▸ DESCRIPTION OF THE TASK: Take the records below from their first line to the line with "per-module listings (see", and restate those lines word for word.

▸ SOURCE DATA:
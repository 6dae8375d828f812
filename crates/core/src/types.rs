use std::fmt;

use serde::{Deserialize, Serialize};

/// Account category of a subject. Only one category is exposed through
/// per-module listings (see `EntitlementConfig::owner_category`).
#[derive(Debug, Clone, Copy, Default, PartialEq, Eq, Hash, Serialize, Deserialize)]
#[serde(rename_all = "snake_case")]
pub enum SubjectType {
    Admin,
    #[default]
    GroundOwner,
    User,
}

impl SubjectType {
    pub fn as_str(&self) -> &'static str {
        match self {
            Self::Admin => "admin",
            Self::GroundOwner => "ground_owner",
            Self::User => "user",
        }
    }
}

impl fmt::Display for SubjectType {
    fn fmt(&self, f: &mut fmt::Formatter<'_>) -> fmt::Result {
        f.write_str(self.as_str())
    }
}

▸ ANSWER SPACE:
repository 6dae8375d828f812
filename crates/core/src/types.rs
use std::fmt;

use serde::{Deserialize, Serialize};

/// Account category of a subject. Only one category is exposed through
/// per-module listings (see `EntitlementConfig::owner_category`).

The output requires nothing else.